Instructions to follow: For each line below that includes the word "operations", make a copy.

Records supplied:
----------------

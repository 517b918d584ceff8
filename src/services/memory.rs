//! In-memory document index
//!
//! Term-overlap scoring stands in for embedding similarity. Useful for local
//! runs of the CLI and as a deterministic index in tests.
//!
//! `search` and `keyword_search` share the same scoring here, so on this index
//! the `KeywordMatch` fallback costs the same as `VectorQuery`. The two differ
//! only in where the terms come from: keywords of the raw question versus the
//! entities produced earlier in the run. An embedding-backed index is where the
//! fallback becomes the cheaper path.

use crate::errors::Result;
use crate::pipeline::operations::entity::extract_keywords;
use crate::services::{Document, VectorIndex};
use async_trait::async_trait;
use std::collections::HashSet;
use std::sync::RwLock;

#[derive(Debug, Clone)]
struct IndexedDocument {
    id: String,
    content: String,
    terms: HashSet<String>,
}

/// Document store searched by term overlap
#[derive(Debug, Default)]
pub struct InMemoryIndex {
    documents: RwLock<Vec<IndexedDocument>>,
}

impl InMemoryIndex {
    pub fn new() -> Self {
        Self::default()
    }

    /// Index built from `(id, content)` pairs
    pub fn from_documents<I, S, T>(documents: I) -> Self
    where
        I: IntoIterator<Item = (S, T)>,
        S: Into<String>,
        T: Into<String>,
    {
        let index = Self::new();
        for (id, content) in documents {
            index.add(id, content);
        }
        index
    }

    pub fn add(&self, id: impl Into<String>, content: impl Into<String>) {
        let content = content.into();
        let terms = extract_keywords(&content).into_iter().collect();
        let mut documents = self
            .documents
            .write()
            .unwrap_or_else(|poisoned| poisoned.into_inner());
        documents.push(IndexedDocument {
            id: id.into(),
            content,
            terms,
        });
    }

    pub fn len(&self) -> usize {
        self.documents
            .read()
            .unwrap_or_else(|poisoned| poisoned.into_inner())
            .len()
    }

    pub fn is_empty(&self) -> bool {
        self.len() == 0
    }

    fn rank(&self, terms: &[String], top_k: usize) -> Vec<Document> {
        if terms.is_empty() {
            return Vec::new();
        }

        let documents = self
            .documents
            .read()
            .unwrap_or_else(|poisoned| poisoned.into_inner());

        let mut scored: Vec<Document> = documents
            .iter()
            .filter_map(|doc| {
                let hits = terms.iter().filter(|t| doc.terms.contains(*t)).count();
                (hits > 0).then(|| Document {
                    id: doc.id.clone(),
                    content: doc.content.clone(),
                    score: hits as f32 / terms.len() as f32,
                })
            })
            .collect();

        scored.sort_by(|a, b| {
            b.score
                .partial_cmp(&a.score)
                .unwrap_or(std::cmp::Ordering::Equal)
                .then_with(|| a.id.cmp(&b.id))
        });
        scored.truncate(top_k);
        scored
    }
}

#[async_trait]
impl VectorIndex for InMemoryIndex {
    async fn search(&self, query: &str, top_k: usize) -> Result<Vec<Document>> {
        Ok(self.rank(&extract_keywords(query), top_k))
    }

    async fn keyword_search(&self, keywords: &[String], top_k: usize) -> Result<Vec<Document>> {
        let terms: Vec<String> = keywords.iter().map(|k| k.to_lowercase()).collect();
        Ok(self.rank(&terms, top_k))
    }
}
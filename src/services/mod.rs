//! External collaborators consumed by pipeline operations
//!
//! LLM inference, graph queries and vector search are black boxes reached
//! through the traits below. Pipelines look them up by name in a
//! [`ServiceRegistry`] populated through `PipelineBuilder::with_service`.

pub mod hugegraph;
pub mod memory;
pub mod ollama;

use crate::errors::{OperationError, Result};
use async_trait::async_trait;
use serde::{Deserialize, Serialize};
use serde_json::Value;
use std::collections::HashMap;
use std::fmt;
use std::sync::Arc;

pub use hugegraph::HugeGraphClient;
pub use memory::InMemoryIndex;
pub use ollama::OllamaChatModel;

/// Registry name of the chat model
pub const LLM_SERVICE: &str = "llm_service";
/// Registry name of the graph client
pub const GRAPH_CLIENT: &str = "graph_client";
/// Registry name of the vector index
pub const VECTOR_INDEX: &str = "vector_index";
/// Registry name of the lightweight model label used by fallbacks
pub const FALLBACK_MODEL: &str = "fallback_model";

/// Text generation
#[async_trait]
pub trait LanguageModel: Send + Sync {
    async fn generate(&self, prompt: &str) -> Result<String>;
}

/// Graph query execution (Gremlin text in, JSON out)
#[async_trait]
pub trait GraphClient: Send + Sync {
    async fn query(&self, gremlin: &str) -> Result<Value>;
}

/// Document retrieved from the vector index
#[derive(Debug, Clone, PartialEq, Serialize, Deserialize)]
pub struct Document {
    pub id: String,
    pub content: String,
    pub score: f32,
}

/// Similarity and keyword search over indexed documents
#[async_trait]
pub trait VectorIndex: Send + Sync {
    async fn search(&self, query: &str, top_k: usize) -> Result<Vec<Document>>;

    async fn keyword_search(&self, keywords: &[String], top_k: usize) -> Result<Vec<Document>>;
}

/// A named dependency registered on a pipeline
#[derive(Clone)]
pub enum Service {
    Llm(Arc<dyn LanguageModel>),
    Graph(Arc<dyn GraphClient>),
    Vector(Arc<dyn VectorIndex>),
    Setting(String),
}

impl Service {
    pub fn kind(&self) -> &'static str {
        match self {
            Service::Llm(_) => "llm",
            Service::Graph(_) => "graph",
            Service::Vector(_) => "vector",
            Service::Setting(_) => "setting",
        }
    }
}

impl fmt::Debug for Service {
    fn fmt(&self, f: &mut fmt::Formatter<'_>) -> fmt::Result {
        match self {
            Service::Setting(value) => write!(f, "Setting({:?})", value),
            other => write!(f, "{}", other.kind()),
        }
    }
}

impl From<&str> for Service {
    fn from(value: &str) -> Self {
        Service::Setting(value.to_string())
    }
}

impl From<String> for Service {
    fn from(value: String) -> Self {
        Service::Setting(value)
    }
}

/// Named services available to every step of a pipeline
#[derive(Debug, Clone, Default)]
pub struct ServiceRegistry {
    services: HashMap<String, Service>,
}

impl ServiceRegistry {
    pub fn new() -> Self {
        Self::default()
    }

    pub fn register(&mut self, name: impl Into<String>, service: Service) {
        self.services.insert(name.into(), service);
    }

    pub fn contains(&self, name: &str) -> bool {
        self.services.contains_key(name)
    }

    pub fn names(&self) -> Vec<String> {
        let mut names: Vec<String> = self.services.keys().cloned().collect();
        names.sort();
        names
    }

    pub fn get(&self, name: &str) -> Option<&Service> {
        self.services.get(name)
    }

    pub fn llm(&self, name: &str) -> std::result::Result<Arc<dyn LanguageModel>, OperationError> {
        match self.services.get(name) {
            Some(Service::Llm(model)) => Ok(Arc::clone(model)),
            Some(other) => Err(wrong_kind(name, "llm", other)),
            None => Err(OperationError::missing_service(name)),
        }
    }

    pub fn graph(&self, name: &str) -> std::result::Result<Arc<dyn GraphClient>, OperationError> {
        match self.services.get(name) {
            Some(Service::Graph(client)) => Ok(Arc::clone(client)),
            Some(other) => Err(wrong_kind(name, "graph", other)),
            None => Err(OperationError::missing_service(name)),
        }
    }

    pub fn vector(&self, name: &str) -> std::result::Result<Arc<dyn VectorIndex>, OperationError> {
        match self.services.get(name) {
            Some(Service::Vector(index)) => Ok(Arc::clone(index)),
            Some(other) => Err(wrong_kind(name, "vector", other)),
            None => Err(OperationError::missing_service(name)),
        }
    }

    /// Plain setting value, if registered as one
    pub fn setting(&self, name: &str) -> Option<&str> {
        match self.services.get(name) {
            Some(Service::Setting(value)) => Some(value.as_str()),
            _ => None,
        }
    }
}

fn wrong_kind(name: &str, expected: &str, found: &Service) -> OperationError {
    OperationError::new(format!(
        "service '{}' is a {} service, expected {}",
        name,
        found.kind(),
        expected
    ))
}
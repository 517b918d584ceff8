//! Lazily started, stoppable scheduler handle

use crate::scheduler::priority::TaskScheduler;
use std::sync::Arc;
use tokio::sync::Mutex;

type Factory = Box<dyn Fn() -> TaskScheduler + Send + Sync>;

/// Owns at most one live [`TaskScheduler`].
///
/// `get_or_start` creates one on first use (or after `stop`); `stop` shuts the
/// current one down and clears the slot.
pub struct SchedulerSlot {
    factory: Factory,
    current: Mutex<Option<Arc<TaskScheduler>>>,
}

impl SchedulerSlot {
    pub fn new<F>(factory: F) -> Self
    where
        F: Fn() -> TaskScheduler + Send + Sync + 'static,
    {
        Self {
            factory: Box::new(factory),
            current: Mutex::new(None),
        }
    }

    pub async fn get_or_start(&self) -> Arc<TaskScheduler> {
        let mut current = self.current.lock().await;
        match current.as_ref() {
            Some(scheduler) if !scheduler.is_shut_down() => scheduler.clone(),
            _ => {
                let scheduler = Arc::new((self.factory)());
                *current = Some(scheduler.clone());
                scheduler
            }
        }
    }

    pub async fn is_running(&self) -> bool {
        self.current
            .lock()
            .await
            .as_ref()
            .is_some_and(|scheduler| !scheduler.is_shut_down())
    }

    /// Shut down the live scheduler, if any
    pub async fn stop(&self) {
        let scheduler = self.current.lock().await.take();
        if let Some(scheduler) = scheduler {
            scheduler.shutdown().await;
        }
    }
}
impl Shared {
    async fn worker_loop(self: Arc<Self>, worker: usize) {
        loop {
            let notified = self.wake.notified();
            tokio::pin!(notified);
            notified.as_mut().enable();

            if self.shutdown.is_cancelled() {
                break;
            }

            match self.next_task() {
                Some(task) => self.run_task(task).await,
                None => {
                    tokio::select! {
                        _ = notified => {}
                        _ = self.shutdown.cancelled() => break,
                    }
                }
            }
        }
        tracing::debug!(worker, "worker stopped");
    }

    /// Pop the highest-priority task whose deadline has not passed
    fn next_task(&self) -> Option<QueuedTask> {
        loop {
            let task = lock(&self.queue).pop()?;
            if Instant::now() < task.deadline {
                return Some(task);
            }
            self.expire_queued(&task);
        }
    }

    async fn run_task(&self, task: QueuedTask) {
        if let Err(e) = self.store.transition(&task.id, TaskStatus::Running, None, None) {
            tracing::warn!(task_id = %task.id, error = %e, "task could not start");
            return;
        }

        let signal = Arc::new(CancelSignal::default());
        lock(&self.running).insert(
            task.id.clone(),
            RunningTask {
                priority: task.priority,
                started: self.starts.fetch_add(1, AtomicOrdering::SeqCst),
                signal: signal.clone(),
            },
        );
        tracing::info!(task_id = %task.id, priority = %task.priority, "task running");

        // Popped before `shutdown` walked the running set
        if self.shutdown.is_cancelled() {
            signal.cancel(CancelReason::Shutdown);
        }

        let timer = {
            let signal = signal.clone();
            let remaining = task.deadline.saturating_duration_since(Instant::now());
            tokio::spawn(async move {
                tokio::select! {
                    _ = tokio::time::sleep(remaining) => {
                        if signal.cancel(CancelReason::Timeout) {
                            tracing::warn!("running task reached its deadline");
                        }
                    }
                    _ = signal.token.cancelled() => {}
                }
            })
        };

        let outcome = AssertUnwindSafe(self.runner.run(&task.request, &signal.token))
            .catch_unwind()
            .await;

        timer.abort();
        lock(&self.running).remove(&task.id);

        let (status, data, message) = match outcome {
            Ok(Ok(data)) => (TaskStatus::Completed, Some(data), None),
            Ok(Err(e)) if e.is_cancellation() => {
                let message = match signal.reason() {
                    Some(CancelReason::Preempted) => {
                        "preempted by a higher-priority task".to_string()
                    }
                    Some(CancelReason::Timeout) => self.timeout_message(),
                    Some(CancelReason::Shutdown) => "scheduler shut down".to_string(),
                    None => e.to_string(),
                };
                (TaskStatus::Cancelled, None, Some(message))
            }
            Ok(Err(e)) => (TaskStatus::Failed, None, Some(e.to_string())),
            Err(panic) => (
                TaskStatus::Failed,
                None,
                Some(format!("task panicked: {}", panic_message(panic.as_ref()))),
            ),
        };

        match status {
            TaskStatus::Completed => Counters::bump(&self.counters.completed),
            TaskStatus::Failed => Counters::bump(&self.counters.failed),
            _ => {
                Counters::bump(&self.counters.cancelled);
                if signal.reason() == Some(CancelReason::Timeout) {
                    Counters::bump(&self.counters.timed_out);
                }
            }
        }

        tracing::info!(task_id = %task.id, %status, "task finished");
        if let Err(e) = self.store.transition(&task.id, status, data, message) {
            tracing::warn!(task_id = %task.id, error = %e, "task result not recorded");
        }
    }

    /// Signal a lower-priority running task when `priority` has no free worker
    fn preempt_for(&self, priority: TaskPriority) {
        let ahead = lock(&self.queue)
            .iter()
            .filter(|task| task.priority >= priority)
            .count();

        let running = lock(&self.running);
        let busy = running
            .values()
            .filter(|task| !task.signal.is_cancelling())
            .count();
        let free = self.config.workers.max(1).saturating_sub(busy);
        if ahead <= free {
            return;
        }

        let victim = running
            .iter()
            .filter(|(_, task)| task.priority < priority && !task.signal.is_cancelling())
            .min_by(|(_, a), (_, b)| {
                a.priority
                    .cmp(&b.priority)
                    .then_with(|| b.started.cmp(&a.started))
            });

        if let Some((id, task)) = victim {
            if task.signal.cancel(CancelReason::Preempted) {
                Counters::bump(&self.counters.preempted);
                tracing::info!(
                    task_id = %id,
                    victim_priority = %task.priority,
                    incoming_priority = %priority,
                    "preempting running task"
                );
            }
        }
    }

    async fn housekeeping_loop(self: Arc<Self>) {
        let mut interval = tokio::time::interval(self.config.housekeeping_interval());
        interval.set_missed_tick_behavior(tokio::time::MissedTickBehavior::Delay);

        loop {
            tokio::select! {
                _ = interval.tick() => {
                    self.sweep_expired_queue();
                    let purged = self.store.purge_expired(self.config.result_retention());
                    if purged > 0 {
                        tracing::debug!(purged, "expired task results removed");
                    }
                }
                _ = self.shutdown.cancelled() => break,
            }
        }
    }

    fn sweep_expired_queue(&self) {
        let now = Instant::now();
        let expired: Vec<QueuedTask> = {
            let mut queue = lock(&self.queue);
            if queue.iter().all(|task| task.deadline > now) {
                return;
            }
            let (expired, live): (Vec<_>, Vec<_>) = std::mem::take(&mut *queue)
                .into_vec()
                .into_iter()
                .partition(|task| task.deadline <= now);
            *queue = BinaryHeap::from(live);
            expired
        };

        for task in &expired {
            self.expire_queued(task);
        }
    }

    fn expire_queued(&self, task: &QueuedTask) {
        Counters::bump(&self.counters.timed_out);
        tracing::warn!(task_id = %task.id, "queued task timed out");
        self.finish_queued(&task.id, &self.timeout_message());
    }

    fn finish_queued(&self, id: &str, message: &str) {
        Counters::bump(&self.counters.cancelled);
        if let Err(e) = self
            .store
            .transition(id, TaskStatus::Cancelled, None, Some(message.to_string()))
        {
            tracing::warn!(task_id = id, error = %e, "queued task not cancelled");
        }
    }

    fn timeout_message(&self) -> String {
        RagError::TaskTimeout {
            duration_ms: self.config.task_timeout_ms,
        }
        .to_string()
    }
}
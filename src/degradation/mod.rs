//! Per-operation health tracking and degradation levels
//! Decides when a pipeline step should give way to its fallback

pub mod manager;
pub mod types;

pub use manager::{DegradationConfig, DegradationManager};
pub use types::{DegradationLevel, DegradationStatus, OperationHealth};
//! Task, status and configuration types for the scheduler

use crate::intent::IntentLevel;
use crate::pipeline::context::{
    ExecutionContext, ANSWER_PROMPT_KEY, KEYWORDS_PROMPT_KEY, MEMORY_KEY,
};
use serde::{Deserialize, Serialize};
use serde_json::Value;
use std::fmt;
use std::time::Duration;

/// Scheduling priority, higher runs first
#[derive(Debug, Clone, Copy, PartialEq, Eq, PartialOrd, Ord, Hash, Default, Serialize, Deserialize)]
pub struct TaskPriority(pub u8);

impl fmt::Display for TaskPriority {
    fn fmt(&self, f: &mut fmt::Formatter<'_>) -> fmt::Result {
        write!(f, "{}", self.0)
    }
}

impl From<u8> for TaskPriority {
    fn from(value: u8) -> Self {
        TaskPriority(value)
    }
}

/// Lifecycle state of a submitted task
#[derive(Debug, Clone, Copy, PartialEq, Eq, Hash, Serialize, Deserialize)]
#[serde(rename_all = "snake_case")]
pub enum TaskStatus {
    Queued,
    Running,
    Completed,
    Failed,
    Cancelled,
    /// Poll result for an unknown id, never stored
    NotFound,
}

impl TaskStatus {
    pub fn is_terminal(&self) -> bool {
        matches!(
            self,
            TaskStatus::Completed | TaskStatus::Failed | TaskStatus::Cancelled
        )
    }

    /// Forward-only transitions: queued -> running -> terminal, or queued -> cancelled
    pub fn can_transition_to(&self, next: TaskStatus) -> bool {
        matches!(
            (self, next),
            (TaskStatus::Queued, TaskStatus::Running)
                | (TaskStatus::Queued, TaskStatus::Cancelled)
                | (TaskStatus::Running, TaskStatus::Completed)
                | (TaskStatus::Running, TaskStatus::Failed)
                | (TaskStatus::Running, TaskStatus::Cancelled)
        )
    }

    pub fn as_str(&self) -> &'static str {
        match self {
            TaskStatus::Queued => "queued",
            TaskStatus::Running => "running",
            TaskStatus::Completed => "completed",
            TaskStatus::Failed => "failed",
            TaskStatus::Cancelled => "cancelled",
            TaskStatus::NotFound => "not_found",
        }
    }
}

impl fmt::Display for TaskStatus {
    fn fmt(&self, f: &mut fmt::Formatter<'_>) -> fmt::Result {
        f.write_str(self.as_str())
    }
}

/// What a poller sees for a task
#[derive(Debug, Clone, PartialEq, Serialize, Deserialize)]
pub struct TaskResult {
    pub status: TaskStatus,

    #[serde(skip_serializing_if = "Option::is_none")]
    pub data: Option<Value>,

    #[serde(skip_serializing_if = "Option::is_none")]
    pub message: Option<String>,
}

impl TaskResult {
    pub fn new(status: TaskStatus) -> Self {
        Self {
            status,
            data: None,
            message: None,
        }
    }

    pub fn not_found() -> Self {
        Self::new(TaskStatus::NotFound)
    }

    pub fn with_data(mut self, data: Value) -> Self {
        self.data = Some(data);
        self
    }

    pub fn with_message(mut self, message: impl Into<String>) -> Self {
        self.message = Some(message.into());
        self
    }
}

/// Payload of one RAG task
#[derive(Debug, Clone, PartialEq, Serialize, Deserialize)]
pub struct RagRequest {
    pub question: String,
    pub intent: IntentLevel,

    #[serde(default)]
    pub keywords_prompt: Option<String>,

    #[serde(default)]
    pub answer_prompt: Option<String>,

    /// Earlier turns of the conversation, rendered as a transcript
    #[serde(default)]
    pub memory: Option<String>,
}

impl RagRequest {
    pub fn new(question: impl Into<String>, intent: IntentLevel) -> Self {
        Self {
            question: question.into(),
            intent,
            keywords_prompt: None,
            answer_prompt: None,
            memory: None,
        }
    }

    pub fn with_answer_prompt(mut self, prompt: impl Into<String>) -> Self {
        self.answer_prompt = Some(prompt.into());
        self
    }

    pub fn with_memory(mut self, transcript: impl Into<String>) -> Self {
        self.memory = Some(transcript.into());
        self
    }

    pub fn with_keywords_prompt(mut self, prompt: impl Into<String>) -> Self {
        self.keywords_prompt = Some(prompt.into());
        self
    }

    /// Initial pipeline context for this request
    pub fn to_context(&self) -> ExecutionContext {
        let mut context = ExecutionContext::for_query(self.question.clone());
        if let Some(prompt) = &self.keywords_prompt {
            context.insert(KEYWORDS_PROMPT_KEY, prompt.clone());
        }
        if let Some(prompt) = &self.answer_prompt {
            context.insert(ANSWER_PROMPT_KEY, prompt.clone());
        }
        if let Some(transcript) = self.memory.as_deref().filter(|t| !t.is_empty()) {
            context.insert(MEMORY_KEY, transcript);
        }
        context
    }
}

/// Intent level to priority table
#[derive(Debug, Clone, Copy, PartialEq, Eq, Serialize, Deserialize)]
#[serde(default)]
pub struct PriorityTable {
    pub l1: u8,
    pub l2: u8,
    pub l3: u8,
    pub l4: u8,
}

impl Default for PriorityTable {
    fn default() -> Self {
        // Cheaper intents first
        Self {
            l1: 4,
            l2: 3,
            l3: 2,
            l4: 1,
        }
    }
}

impl PriorityTable {
    pub fn priority_for(&self, level: IntentLevel) -> TaskPriority {
        TaskPriority(match level {
            IntentLevel::L1 => self.l1,
            IntentLevel::L2 => self.l2,
            IntentLevel::L3 => self.l3,
            IntentLevel::L4 => self.l4,
        })
    }
}

/// Worker pool and lifetime settings
#[derive(Debug, Clone, PartialEq, Eq, Serialize, Deserialize)]
#[serde(default)]
pub struct SchedulerConfig {
    /// Worker count
    pub workers: usize,

    /// Ceiling on queue wait plus run time, in milliseconds
    pub task_timeout_ms: u64,

    /// How long terminal results stay pollable, in seconds
    pub result_retention_secs: u64,

    /// Housekeeping sweep period, in milliseconds
    pub housekeeping_interval_ms: u64,
}

impl Default for SchedulerConfig {
    fn default() -> Self {
        Self {
            workers: num_cpus::get().clamp(1, 4),
            task_timeout_ms: 120_000,
            result_retention_secs: 600,
            housekeeping_interval_ms: 1_000,
        }
    }
}

impl SchedulerConfig {
    pub fn task_timeout(&self) -> Duration {
        Duration::from_millis(self.task_timeout_ms)
    }

    pub fn result_retention(&self) -> Duration {
        Duration::from_secs(self.result_retention_secs)
    }

    pub fn housekeeping_interval(&self) -> Duration {
        Duration::from_millis(self.housekeeping_interval_ms.max(1))
    }
}

/// Why a running task's token was cancelled
#[derive(Debug, Clone, Copy, PartialEq, Eq)]
pub enum CancelReason {
    Preempted,
    Timeout,
    Shutdown,
}

/// Scheduler counters and live gauges
#[derive(Debug, Clone, Default, PartialEq, Eq, Serialize, Deserialize)]
pub struct SchedulerStats {
    pub submitted: u64,
    pub completed: u64,
    pub failed: u64,
    pub cancelled: u64,
    pub preempted: u64,
    pub timed_out: u64,
    pub queued: usize,
    pub running: usize,
}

----------------

Exercise response:
use crate::pipeline::operations::entity::extract_keywords;
//! External collaborators consumed by pipeline operations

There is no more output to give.